Qui est cette mauvaise herbe, qui la traite ainsi et pourquoi ? Telles sont les questions soulevées par l'auteur dans ce roman divisé en quatre saisons qui seront comme des tranches de vie pour notre héroïne Amira, la mauvaise herbe.
Avant d'entrer dans ces quatre périodes, est offert au lecteur un tableau écrit saisissant, dans lequel un père apprend à son enfant à arracher méticuleusement les mauvaises herbes dans les rangées de légumes : « les mauvaises herbes, il faut les déraciner. Une fois que tu as bien supprimé les racines, la plante ne repousse plus, elle est morte à jamais ». Difficile de ne pas saisir la métaphore...

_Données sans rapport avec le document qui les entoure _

//! Read file tool

use serde_json::{json, Value};
use std::path::PathBuf;
use tokio::io::AsyncReadExt;

use crate::error::ToolError;
use crate::tools::{require_str, BoxFuture, Tool, ToolOutput};

use super::{path_to_display, resolve_existing};

/// Tool for reading file contents
pub struct ReadFile {
    workspace: PathBuf,
    max_bytes: u64,
}

impl ReadFile {
    pub fn new(workspace: PathBuf) -> Self {
        Self {
            workspace,
            max_bytes: crate::config::FilesConfig::default().max_read_bytes,
        }
    }

    pub fn with_max_bytes(mut self, max_bytes: u64) -> Self {
        self.max_bytes = max_bytes;
        self
    }
}

impl Tool for ReadFile {
    fn name(&self) -> &str {
        "read_file"
    }

    fn description(&self) -> &str {
        "Read up to max_bytes of a text file (UTF-8)."
    }

    fn parameters_schema(&self) -> Value {
        json!({
            "type": "object",
            "properties": {
                "path": {
                    "type": "string",
                    "description": "Path to the file to read (relative to workspace)"
                },
                "max_bytes": {
                    "type": "integer",
                    "description": format!("Maximum bytes to read (default: {})", self.max_bytes),
                    "default": self.max_bytes
                }
            },
            "required": ["path"]
        })
    }

    fn execute(&self, params: Value) -> BoxFuture<'_, Result<ToolOutput, ToolError>> {
        Box::pin(async move {
            let path = resolve_existing(&self.workspace, require_str(&params, "path")?)?;
            let max_bytes = params["max_bytes"].as_u64().unwrap_or(self.max_bytes);

            let file = tokio::fs::File::open(&path).await?;
            let total = file.metadata().await?.len();

            let mut buf = Vec::new();
            file.take(max_bytes).read_to_end(&mut buf).await?;
            let truncated = total > max_bytes;
            if truncated {
                drop_partial_char(&mut buf);
            }
            let content = String::from_utf8_lossy(&buf).into_owned();

            Ok(ToolOutput::success(json!({
                "status": "ok",
                "content": content,
                "path": path_to_display(&path),
                "truncated": truncated
            })))
        })
    }
}

/// Drop a UTF-8 sequence cut off at the end of `buf`
fn drop_partial_char(buf: &mut Vec<u8>) {
    let tail = buf.len().saturating_sub(3);
    for i in (tail..buf.len()).rev() {
        let byte = buf[i];
        if byte & 0xC0 == 0x80 {
            continue;
        }
        let width = match byte {
            0xC0..=0xDF => 2,
            0xE0..=0xEF => 3,
            0xF0..=0xF7 => 4,
            _ => 1,
        };
        if i + width > buf.len() {
            buf.truncate(i);
        }
        return;
    }
}
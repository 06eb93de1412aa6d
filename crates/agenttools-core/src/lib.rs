//! Agenttools Core - tool adapters for agent hosts
//!
//! This crate provides the functions an agent host exposes as tools:
//! - A guarded shell gate that refuses destructive commands before spawning
//! - Workspace-confined file I/O
//! - CSV, web, PDF and Office document tools
//! - A registry that turns every call into a single result string

pub mod config;
pub mod error;
pub mod formatting;
pub mod orchestration;
pub mod tools;

pub use config::{Config, ConfigManager};
pub use error::{Error, Result};
pub use formatting::{format_size, truncate_output, truncate_str};
pub use orchestration::{format_tool_result, standard_tool_definitions, ToolRegistryBuilder};
pub use tools::shell::{CommandGate, Denylist, Outcome, DEFAULT_DENYLIST};
pub use tools::{Tool, ToolDefinition, ToolOutput, ToolRegistry};
impl Tool for CreatePdf {
    fn name(&self) -> &str {
        "create_pdf"
    }

    fn description(&self) -> &str {
        "Create a PDF from plain text, one line per text line, paginating as needed"
    }

    fn parameters_schema(&self) -> Value {
        crate::tool_params!(
            file_path: "string" => "Path where the PDF will be saved",
            text: "string" => "Text content; newlines start new lines",
        )
    }

    fn execute(&self, params: Value) -> BoxFuture<'_, Result<ToolOutput, ToolError>> {
        Box::pin(async move {
            let path = resolve_in_workspace(&self.workspace, require_str(&params, "file_path")?)?;
            expect_format(&path, DocumentFormat::Pdf)?;
            let text = params["text"]
                .as_str()
                .ok_or_else(|| ToolError::InvalidParams("text is required".into()))?;

            let mut doc = text_document(text)?;
            ensure_parent(&path).await?;
            save(&mut doc, &path)?;

            Ok(ToolOutput::success(format!(
                "PDF created successfully at: {}",
                path_to_display(&path)
            ))
            .with_metadata("pages", doc.get_pages().len()))
        })
    }
}

/// Lay `text` out in Helvetica, one text line per PDF line
pub(crate) fn text_document(text: &str) -> Result<Document, ToolError> {
    let mut doc = Document::with_version("1.5");
    let pages_id = doc.new_object_id();
    let font_id = doc.add_object(dictionary! {
        "Type" => "Font",
        "Subtype" => "Type1",
        "BaseFont" => "Helvetica",
        "Encoding" => "WinAnsiEncoding",
    });
    let resources_id = doc.add_object(dictionary! {
        "Font" => dictionary! { "F1" => font_id },
    });

    let lines: Vec<&str> = text.split('\n').map(|l| l.trim_end_matches('\r')).collect();
    let lines_per_page = ((FIRST_LINE_Y - LAST_LINE_Y) / LINE_HEIGHT + 1) as usize;

    let mut kids: Vec<Object> = Vec::new();
    for chunk in lines.chunks(lines_per_page) {
        let mut operations = Vec::new();
        let mut y = FIRST_LINE_Y;
        for line in chunk {
            operations.extend([
                Operation::new("BT", vec![]),
                Operation::new("Tf", vec!["F1".into(), FONT_SIZE.into()]),
                Operation::new("Td", vec![MARGIN_LEFT.into(), y.into()]),
                Operation::new("Tj", vec![Object::string_literal(win_ansi(line))]),
                Operation::new("ET", vec![]),
            ]);
            y -= LINE_HEIGHT;
        }
        let content = Content { operations }
            .encode()
            .map_err(|e| ToolError::failed("Failed to encode page content", e))?;
        let content_id = doc.add_object(Stream::new(dictionary! {}, content));
        let page_id = doc.add_object(dictionary! {
            "Type" => "Page",
            "Parent" => pages_id,
            "Contents" => content_id,
        });
        kids.push(page_id.into());
    }

    let count = kids.len() as i64;
    doc.objects.insert(
        pages_id,
        Object::Dictionary(dictionary! {
            "Type" => "Pages",
            "Kids" => kids,
            "Count" => count,
            "Resources" => resources_id,
            "MediaBox" => vec![
                Object::Integer(0),
                Object::Integer(0),
                Object::Integer(PAGE_WIDTH),
                Object::Integer(PAGE_HEIGHT),
            ],
        }),
    );
    let catalog_id = doc.add_object(dictionary! {
        "Type" => "Catalog",
        "Pages" => pages_id,
    });
    doc.trailer.set("Root", catalog_id);
    doc.compress();
    Ok(doc)
}

/// Latin-1 bytes for the standard font encoding, `?` for anything wider
fn win_ansi(line: &str) -> Vec<u8> {
    line.chars()
        .map(|c| u8::try_from(u32::from(c)).unwrap_or(b'?'))
        .collect()
}

#[cfg(test)]
mod tests {
    use super::*;

    #[test]
    fn test_decode_pdf_string() {
        assert_eq!(decode_pdf_string(b"Plain title"), "Plain title");
        assert_eq!(
            decode_pdf_string(&[0xFE, 0xFF, 0x00, 0x48, 0x00, 0x69]),
            "Hi"
        );
        assert_eq!(decode_pdf_string(&[0x43, 0x61, 0x66, 0xE9]), "Café");
    }

    #[test]
    fn test_win_ansi() {
        assert_eq!(win_ansi("Caf\u{e9}"), vec![b'C', b'a', b'f', 0xE9]);
        assert_eq!(win_ansi("\u{20ac}5"), b"?5".to_vec());
    }

    #[test]
    fn test_text_document_paginates() {
        let text = (1..=60).map(|n| format!("line {}", n)).collect::<Vec<_>>().join("\n");
        let doc = text_document(&text).unwrap();
        assert_eq!(doc.get_pages().len(), 2);
        assert_eq!(text_document("").unwrap().get_pages().len(), 1);
    }

    #[test]
    fn test_merge_keeps_page_order() {
        let first = text_document("a").unwrap();
        let second = text_document(&"b\n".repeat(50)).unwrap();
        let merged = merge_documents(vec![first, second]).unwrap();

        let pages: Vec<ObjectId> = merged.get_pages().into_values().collect();
        assert_eq!(pages.len(), 3);
        for page in pages {
            let dict = merged.get_dictionary(page).unwrap();
            assert!(dict.has(b"MediaBox"));
            assert!(dict.has(b"Resources"));
        }
    }

    #[test]
    fn test_object_text() {
        assert_eq!(object_text(&Object::Integer(3)), "3");
        assert_eq!(object_text(&Object::Name(b"Helvetica".to_vec())), "Helvetica");
        assert_eq!(object_text(&Object::Boolean(true)), "true");
    }
}
//! Process utility functions for cross-platform command execution
//!
//! This module provides helpers for spawning shell commands consistently
//! across platforms, with particular attention to Windows where we want to
//! hide console windows.

use tokio::process::Command;

/// Windows creation flag to hide the console window
#[cfg(windows)]
const CREATE_NO_WINDOW: u32 = 0x08000000;

/// Default shell program for the current platform
#[cfg(windows)]
pub const DEFAULT_SHELL: &str = "cmd";

#[cfg(not(windows))]
pub const DEFAULT_SHELL: &str = "sh";

/// Flag that makes the shell run its next argument as a command line
fn command_flag(program: &str) -> &'static str {
    let name = std::path::Path::new(program)
        .file_stem()
        .and_then(|s| s.to_str())
        .unwrap_or(program)
        .to_lowercase();
    match name.as_str() {
        "cmd" => "/C",
        "powershell" | "pwsh" => "-Command",
        _ => "-c",
    }
}

/// Configure a Command to hide the console window on Windows
#[cfg(windows)]
pub fn hide_console_window(cmd: &mut Command) {
    cmd.creation_flags(CREATE_NO_WINDOW);
}

#[cfg(not(windows))]
pub fn hide_console_window(_cmd: &mut Command) {
    // No-op on non-Windows platforms
}

/// Configure a std::process::Command to hide the console window on Windows
#[cfg(windows)]
pub fn hide_std_console_window(cmd: &mut std::process::Command) {
    use std::os::windows::process::CommandExt;
    cmd.creation_flags(CREATE_NO_WINDOW);
}

#[cfg(not(windows))]
pub fn hide_std_console_window(_cmd: &mut std::process::Command) {
    // No-op on non-Windows platforms
}

/// Create an async shell command running `command` through `program`
///
/// `program` defaults to `sh -c` on Unix and `cmd /C` on Windows.
pub fn shell_command(program: Option<&str>, command: &str) -> Command {
    let program = program.unwrap_or(DEFAULT_SHELL);
    let mut cmd = Command::new(program);
    cmd.arg(command_flag(program)).arg(command);
    hide_console_window(&mut cmd);
    cmd
}

/// Synchronous counterpart of [`shell_command`]
pub fn std_shell_command(program: Option<&str>, command: &str) -> std::process::Command {
    let program = program.unwrap_or(DEFAULT_SHELL);
    let mut cmd = std::process::Command::new(program);
    cmd.arg(command_flag(program)).arg(command);
    hide_std_console_window(&mut cmd);
    cmd
}
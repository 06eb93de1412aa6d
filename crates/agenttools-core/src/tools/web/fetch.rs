//! Page scraping tools

use serde_json::Value;

use crate::error::ToolError;
use crate::tools::{require_str, BoxFuture, Tool, ToolOutput};

use super::{html, WebClient};

/// Tool for fetching the raw body of a page
pub struct FetchWebpage {
    client: WebClient,
}

impl FetchWebpage {
    pub fn new(client: WebClient) -> Self {
        Self { client }
    }
}

impl Tool for FetchWebpage {
    fn name(&self) -> &str {
        "fetch_webpage"
    }

    fn description(&self) -> &str {
        "Fetch the HTML content of a webpage"
    }

    fn parameters_schema(&self) -> Value {
        crate::tool_params!(url: "string" => "URL of the webpage to fetch")
    }

    fn execute(&self, params: Value) -> BoxFuture<'_, Result<ToolOutput, ToolError>> {
        Box::pin(async move {
            let url = require_str(&params, "url")?;
            let body = self.client.get_text(url).await?;
            Ok(ToolOutput::success(body))
        })
    }
}

/// Tool for extracting the visible text of a page
pub struct ExtractText {
    client: WebClient,
}

impl ExtractText {
    pub fn new(client: WebClient) -> Self {
        Self { client }
    }
}

impl Tool for ExtractText {
    fn name(&self) -> &str {
        "extract_text_from_url"
    }

    fn description(&self) -> &str {
        "Extract all text content from a webpage (scripts and styles removed)"
    }

    fn parameters_schema(&self) -> Value {
        crate::tool_params!(url: "string" => "URL of the webpage")
    }

    fn execute(&self, params: Value) -> BoxFuture<'_, Result<ToolOutput, ToolError>> {
        Box::pin(async move {
            let url = require_str(&params, "url")?;
            let body = self.client.get_text(url).await?;
            Ok(ToolOutput::success(html::visible_text(&body)))
        })
    }
}

/// Tool for listing the hyperlinks of a page
pub struct ExtractLinks {
    client: WebClient,
}

impl ExtractLinks {
    pub fn new(client: WebClient) -> Self {
        Self { client }
    }
}

impl Tool for ExtractLinks {
    fn name(&self) -> &str {
        "extract_links"
    }

    fn description(&self) -> &str {
        "Extract all links from a webpage as 'text: href' lines"
    }

    fn parameters_schema(&self) -> Value {
        crate::tool_params!(url: "string" => "URL of the webpage")
    }

    fn execute(&self, params: Value) -> BoxFuture<'_, Result<ToolOutput, ToolError>> {
        Box::pin(async move {
            let url = require_str(&params, "url")?;
            let body = self.client.get_text(url).await?;
            let links = html::links(&body);
            if links.is_empty() {
                return Ok(ToolOutput::success("No links found"));
            }
            let lines: Vec<String> = links
                .iter()
                .map(|(text, href)| format!("{}: {}", text, href))
                .collect();
            Ok(ToolOutput::success(lines.join("\n")).with_metadata("count", links.len()))
        })
    }
}

/// Tool for listing the images of a page
pub struct ExtractImages {
    client: WebClient,
}

impl ExtractImages {
    pub fn new(client: WebClient) -> Self {
        Self { client }
    }
}

impl Tool for ExtractImages {
    fn name(&self) -> &str {
        "extract_images"
    }

    fn description(&self) -> &str {
        "Extract all image URLs from a webpage as 'alt: src' lines"
    }

    fn parameters_schema(&self) -> Value {
        crate::tool_params!(url: "string" => "URL of the webpage")
    }

    fn execute(&self, params: Value) -> BoxFuture<'_, Result<ToolOutput, ToolError>> {
        Box::pin(async move {
            let url = require_str(&params, "url")?;
            let body = self.client.get_text(url).await?;
            let images = html::images(&body);
            if images.is_empty() {
                return Ok(ToolOutput::success("No images found"));
            }
            let lines: Vec<String> = images
                .iter()
                .map(|(alt, src)| format!("{}: {}", alt, src))
                .collect();
            Ok(ToolOutput::success(lines.join("\n")).with_metadata("count", images.len()))
        })
    }
}

/// Tool for listing the text of every element with a given tag
pub struct FindElementsByTag {
    client: WebClient,
}

impl FindElementsByTag {
    pub fn new(client: WebClient) -> Self {
        Self { client }
    }
}

impl Tool for FindElementsByTag {
    fn name(&self) -> &str {
        "find_elements_by_tag"
    }

    fn description(&self) -> &str {
        "Find all elements with a specific HTML tag on a webpage"
    }

    fn parameters_schema(&self) -> Value {
        crate::tool_params!(
            url: "string" => "URL of the webpage",
            tag: "string" => "HTML tag to search for (e.g., 'h1', 'p', 'div')",
        )
    }

    fn execute(&self, params: Value) -> BoxFuture<'_, Result<ToolOutput, ToolError>> {
        Box::pin(async move {
            let url = require_str(&params, "url")?;
            let tag = require_str(&params, "tag")?.trim();
            let body = self.client.get_text(url).await?;

            let elements = html::elements_by_tag(&body, tag)?;
            if elements.is_empty() {
                return Ok(ToolOutput::success(format!("No <{}> elements found", tag)));
            }
            let lines: Vec<String> = elements
                .iter()
                .enumerate()
                .map(|(i, text)| format!("{}. {}", i + 1, text))
                .collect();
            Ok(ToolOutput::success(lines.join("\n")).with_metadata("count", elements.len()))
        })
    }
}
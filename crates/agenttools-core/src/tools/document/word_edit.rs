//! Word document authoring tools
//!
//! Every edit reads the whole document with docx-rs, appends or changes
//! body content, and packs it back to the same path.

use docx_rs::{
    read_docx, BreakType, DocumentChild, Docx, Paragraph, Run, Table, TableCell, TableChild,
    TableRow, TableRowChild,
};
use serde_json::{json, Value};
use std::path::{Path, PathBuf};
use tracing::debug;

use crate::error::ToolError;
use crate::formatting::split_list;
use crate::tools::filesystem::{
    ensure_parent, path_to_display, resolve_existing, resolve_in_workspace,
};
use crate::tools::{require_str, BoxFuture, Tool, ToolOutput};

use super::{expect_format, DocumentFormat};

const MAX_HEADING_LEVEL: i64 = 9;

fn existing_docx(workspace: &Path, params: &Value) -> Result<PathBuf, ToolError> {
    let path = resolve_existing(workspace, require_str(params, "file_path")?)?;
    expect_format(&path, DocumentFormat::Word)?;
    Ok(path)
}

fn load(path: &Path) -> Result<Docx, ToolError> {
    let bytes = std::fs::read(path)?;
    read_docx(&bytes).map_err(|e| ToolError::failed("Failed to parse DOCX", e))
}

fn save(docx: Docx, path: &Path) -> Result<(), ToolError> {
    let file = std::fs::File::create(path)
        .map_err(|e| ToolError::failed("Failed to create DOCX file", e))?;
    docx.build()
        .pack(file)
        .map_err(|e| ToolError::failed("Failed to write DOCX", e))?;
    debug!(path = %path_to_display(path), "Saved Word document");
    Ok(())
}

/// Load, transform and save in one step
fn edit(path: &Path, change: impl FnOnce(Docx) -> Result<Docx, ToolError>) -> Result<(), ToolError> {
    let docx = change(load(path)?)?;
    save(docx, path)
}

fn text_paragraph(text: &str) -> Paragraph {
    Paragraph::new().add_run(Run::new().add_text(text))
}

/// Heading paragraph; level 0 is the document title
fn heading_paragraph(text: &str, level: i64) -> Paragraph {
    let (style, size) = match level {
        0 => ("Title".to_string(), 36),
        1 => ("Heading1".to_string(), 32),
        2 => ("Heading2".to_string(), 28),
        n => (format!("Heading{}", n), 24),
    };
    Paragraph::new()
        .style(&style)
        .add_run(Run::new().add_text(text).bold().size(size))
}

/// Non-negative integer parameter
fn index_param(params: &Value, key: &str) -> Result<usize, ToolError> {
    let raw = params[key]
        .as_i64()
        .ok_or_else(|| ToolError::InvalidParams(format!("{} is required", key)))?;
    usize::try_from(raw)
        .map_err(|_| ToolError::InvalidParams(format!("{} must not be negative", key)))
}

/// Replace the text of one cell of the `table_index`-th table in the body
fn set_cell_text(
    docx: &mut Docx,
    table_index: usize,
    row: usize,
    col: usize,
    text: &str,
) -> Result<(), ToolError> {
    let table = docx
        .document
        .children
        .iter_mut()
        .filter_map(|child| match child {
            DocumentChild::Table(table) => Some(table),
            _ => None,
        })
        .nth(table_index)
        .ok_or_else(|| {
            ToolError::InvalidParams(format!("Table index {} out of range", table_index))
        })?;

    let out_of_range =
        || ToolError::InvalidParams(format!("Cell position ({}, {}) out of range", row, col));
    let Some(TableChild::TableRow(table_row)) = table.rows.get_mut(row) else {
        return Err(out_of_range());
    };
    let Some(TableRowChild::TableCell(cell)) = table_row.cells.get_mut(col) else {
        return Err(out_of_range());
    };
    cell.children = TableCell::new().add_paragraph(text_paragraph(text)).children;
    Ok(())
}

/// Tool for creating an empty Word document
pub struct CreateWordDocument {
    workspace: PathBuf,
}

impl CreateWordDocument {
    pub fn new(workspace: PathBuf) -> Self {
        Self { workspace }
    }
}

impl Tool for CreateWordDocument {
    fn name(&self) -> &str {
        "create_word_document"
    }

    fn description(&self) -> &str {
        "Create a new empty Word document (.docx), replacing any existing file"
    }

    fn parameters_schema(&self) -> Value {
        crate::tool_params!(file_path: "string" => "Path where the document will be saved")
    }

    fn execute(&self, params: Value) -> BoxFuture<'_, Result<ToolOutput, ToolError>> {
        Box::pin(async move {
            let path = resolve_in_workspace(&self.workspace, require_str(&params, "file_path")?)?;
            expect_format(&path, DocumentFormat::Word)?;
            ensure_parent(&path).await?;
            save(Docx::new(), &path)?;

            Ok(ToolOutput::success(format!(
                "Word document created successfully at: {}",
                path_to_display(&path)
            )))
        })
    }
}

/// Tool for appending a heading
pub struct AddHeading {
    workspace: PathBuf,
}

impl AddHeading {
    pub fn new(workspace: PathBuf) -> Self {
        Self { workspace }
    }
}

impl Tool for AddHeading {
    fn name(&self) -> &str {
        "add_heading"
    }

    fn description(&self) -> &str {
        "Add a heading to a Word document (level 0 is the title, 1-9 are headings)"
    }

    fn parameters_schema(&self) -> Value {
        json!({
            "type": "object",
            "properties": {
                "file_path": {
                    "type": "string",
                    "description": "Path to the Word document"
                },
                "text": {
                    "type": "string",
                    "description": "Heading text"
                },
                "level": {
                    "type": "integer",
                    "description": "Heading level from 0 to 9",
                    "default": 1
                }
            },
            "required": ["file_path", "text"]
        })
    }

    fn execute(&self, params: Value) -> BoxFuture<'_, Result<ToolOutput, ToolError>> {
        Box::pin(async move {
            let path = existing_docx(&self.workspace, &params)?;
            let text = require_str(&params, "text")?;
            let level = params["level"].as_i64().unwrap_or(1);
            if !(0..=MAX_HEADING_LEVEL).contains(&level) {
                return Err(ToolError::InvalidParams(format!(
                    "Heading level must be between 0 and {}, got {}",
                    MAX_HEADING_LEVEL, level
                )));
            }

            edit(&path, |docx| Ok(docx.add_paragraph(heading_paragraph(text, level))))?;
            Ok(ToolOutput::success(format!(
                "Heading added successfully to: {}",
                path_to_display(&path)
            )))
        })
    }
}

/// Tool for appending a paragraph of text
pub struct AddParagraph {
    workspace: PathBuf,
}

impl AddParagraph {
    pub fn new(workspace: PathBuf) -> Self {
        Self { workspace }
    }
}

impl Tool for AddParagraph {
    fn name(&self) -> &str {
        "add_paragraph"
    }

    fn description(&self) -> &str {
        "Add a paragraph of text to a Word document"
    }

    fn parameters_schema(&self) -> Value {
        crate::tool_params!(
            file_path: "string" => "Path to the Word document",
            text: "string" => "Paragraph text",
        )
    }

    fn execute(&self, params: Value) -> BoxFuture<'_, Result<ToolOutput, ToolError>> {
        Box::pin(async move {
            let path = existing_docx(&self.workspace, &params)?;
            let text = require_str(&params, "text")?;

            edit(&path, |docx| Ok(docx.add_paragraph(text_paragraph(text))))?;
            Ok(ToolOutput::success(format!(
                "Paragraph added successfully to: {}",
                path_to_display(&path)
            )))
        })
    }
}

/// Tool for appending an empty table
pub struct AddTable {
    workspace: PathBuf,
}

impl AddTable {
    pub fn new(workspace: PathBuf) -> Self {
        Self { workspace }
    }
}

impl Tool for AddTable {
    fn name(&self) -> &str {
        "add_table"
    }

    fn description(&self) -> &str {
        "Add an empty table with the given number of rows and columns to a Word document"
    }

    fn parameters_schema(&self) -> Value {
        crate::tool_params!(
            file_path: "string" => "Path to the Word document",
            rows: "integer" => "Number of rows",
            cols: "integer" => "Number of columns",
        )
    }

    fn execute(&self, params: Value) -> BoxFuture<'_, Result<ToolOutput, ToolError>> {
        Box::pin(async move {
            let path = existing_docx(&self.workspace, &params)?;
            let rows = index_param(&params, "rows")?;
            let cols = index_param(&params, "cols")?;
            if rows == 0 || cols == 0 {
                return Err(ToolError::InvalidParams(
                    "A table needs at least one row and one column".into(),
                ));
            }

            let row = TableRow::new(vec![TableCell::new().add_paragraph(Paragraph::new()); cols]);
            edit(&path, |docx| Ok(docx.add_table(Table::new(vec![row; rows]))))?;
            Ok(ToolOutput::success(format!(
                "Table ({}x{}) added successfully to: {}",
                rows,
                cols,
                path_to_display(&path)
            )))
        })
    }
}

/// Tool for setting the text of a table cell
pub struct SetTableCell {
    workspace: PathBuf,
}

impl SetTableCell {
    pub fn new(workspace: PathBuf) -> Self {
        Self { workspace }
    }
}

impl Tool for SetTableCell {
    fn name(&self) -> &str {
        "set_table_cell"
    }

    fn description(&self) -> &str {
        "Set the text of a table cell (all indices 0-based)"
    }

    fn parameters_schema(&self) -> Value {
        crate::tool_params!(
            file_path: "string" => "Path to the Word document",
            table_index: "integer" => "Index of the table in the document (0-based)",
            row: "integer" => "Row index (0-based)",
            col: "integer" => "Column index (0-based)",
            text: "string" => "Text to put in the cell",
        )
    }

    fn execute(&self, params: Value) -> BoxFuture<'_, Result<ToolOutput, ToolError>> {
        Box::pin(async move {
            let path = existing_docx(&self.workspace, &params)?;
            let table_index = index_param(&params, "table_index")?;
            let row = index_param(&params, "row")?;
            let col = index_param(&params, "col")?;
            let text = require_str(&params, "text")?;

            edit(&path, |mut docx| {
                set_cell_text(&mut docx, table_index, row, col, text)?;
                Ok(docx)
            })?;
            Ok(ToolOutput::success(format!(
                "Cell ({}, {}) updated successfully in table {}",
                row, col, table_index
            )))
        })
    }
}

/// Tool for appending a page break
pub struct AddPageBreak {
    workspace: PathBuf,
}

impl AddPageBreak {
    pub fn new(workspace: PathBuf) -> Self {
        Self { workspace }
    }
}

impl Tool for AddPageBreak {
    fn name(&self) -> &str {
        "add_page_break"
    }

    fn description(&self) -> &str {
        "Add a page break to a Word document"
    }

    fn parameters_schema(&self) -> Value {
        crate::tool_params!(file_path: "string" => "Path to the Word document")
    }

    fn execute(&self, params: Value) -> BoxFuture<'_, Result<ToolOutput, ToolError>> {
        Box::pin(async move {
            let path = existing_docx(&self.workspace, &params)?;

            edit(&path, |docx| {
                Ok(docx.add_paragraph(
                    Paragraph::new().add_run(Run::new().add_break(BreakType::Page)),
                ))
            })?;
            Ok(ToolOutput::success(format!(
                "Page break added successfully to: {}",
                path_to_display(&path)
            )))
        })
    }
}

/// Tool for appending bullet items
pub struct AddBulletList {
    workspace: PathBuf,
}

impl AddBulletList {
    pub fn new(workspace: PathBuf) -> Self {
        Self { workspace }
    }
}

impl Tool for AddBulletList {
    fn name(&self) -> &str {
        "add_bullet_list"
    }

    fn description(&self) -> &str {
        "Add a bulleted list to a Word document, one bullet per comma-separated item"
    }

    fn parameters_schema(&self) -> Value {
        crate::tool_params!(
            file_path: "string" => "Path to the Word document",
            items: "string" => "Comma-separated list items",
        )
    }

    fn execute(&self, params: Value) -> BoxFuture<'_, Result<ToolOutput, ToolError>> {
        Box::pin(async move {
            let path = existing_docx(&self.workspace, &params)?;
            let items = split_list(require_str(&params, "items")?);
            if items.is_empty() {
                return Err(ToolError::InvalidParams("items must not be empty".into()));
            }

            edit(&path, |docx| {
                Ok(items.iter().fold(docx, |docx, item| {
                    docx.add_paragraph(text_paragraph(&format!("• {}", item)))
                }))
            })?;
            Ok(ToolOutput::success(format!(
                "Bullet list with {} items added successfully",
                items.len()
            )))
        })
    }
}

Tout s'annonce bien pour cette petite fille née en Algérie le premier jour du printemps, troisième enfant après deux garçons. Son père Salim est donc comblé et a choisi son prénom : Amira, qui signifie « princesse » en arabe, disant à ses amis « Maintenant que j'ai mes deux rois, je peux accueillir une princesse ». Sa mère Hadjila est une épouse silencieuse et dévouée. Tante Nour, elle, Amira du haut de ses cinq ans, dit qu'elle est leur soleil ! Elle est une Bayra (une périmée) terme employé pour celles qui sont encore célibataires à 35 ans. Elle a toujours refusé les prétendants proposés faisant de ses études sa priorité absolue. Elle est devenue infirmière. Raïssa, la grand-mère d'Amira a d'ailleurs mis en garde plusieurs fois son père de la mauvaise influence qu'elle pourrait introduire dans sa cervelle. Bientôt de nouveaux voisins vont s'installer et Loubna deviendra vite la meilleure amie d'Amira et elles feront leur première rentrée des classes ensemble.
Amira est une enfant pleine d'énergie, un peu casse-cou, éprise de liberté et déterminée à choisir elle-même son mari, le moment venu. Elle n'aura rapidement qu'un seul souhait devenir professeur de français. La suite montrera malheureusement qu'ils et elles sont nombreux à voir en elle la mauvaise herbe...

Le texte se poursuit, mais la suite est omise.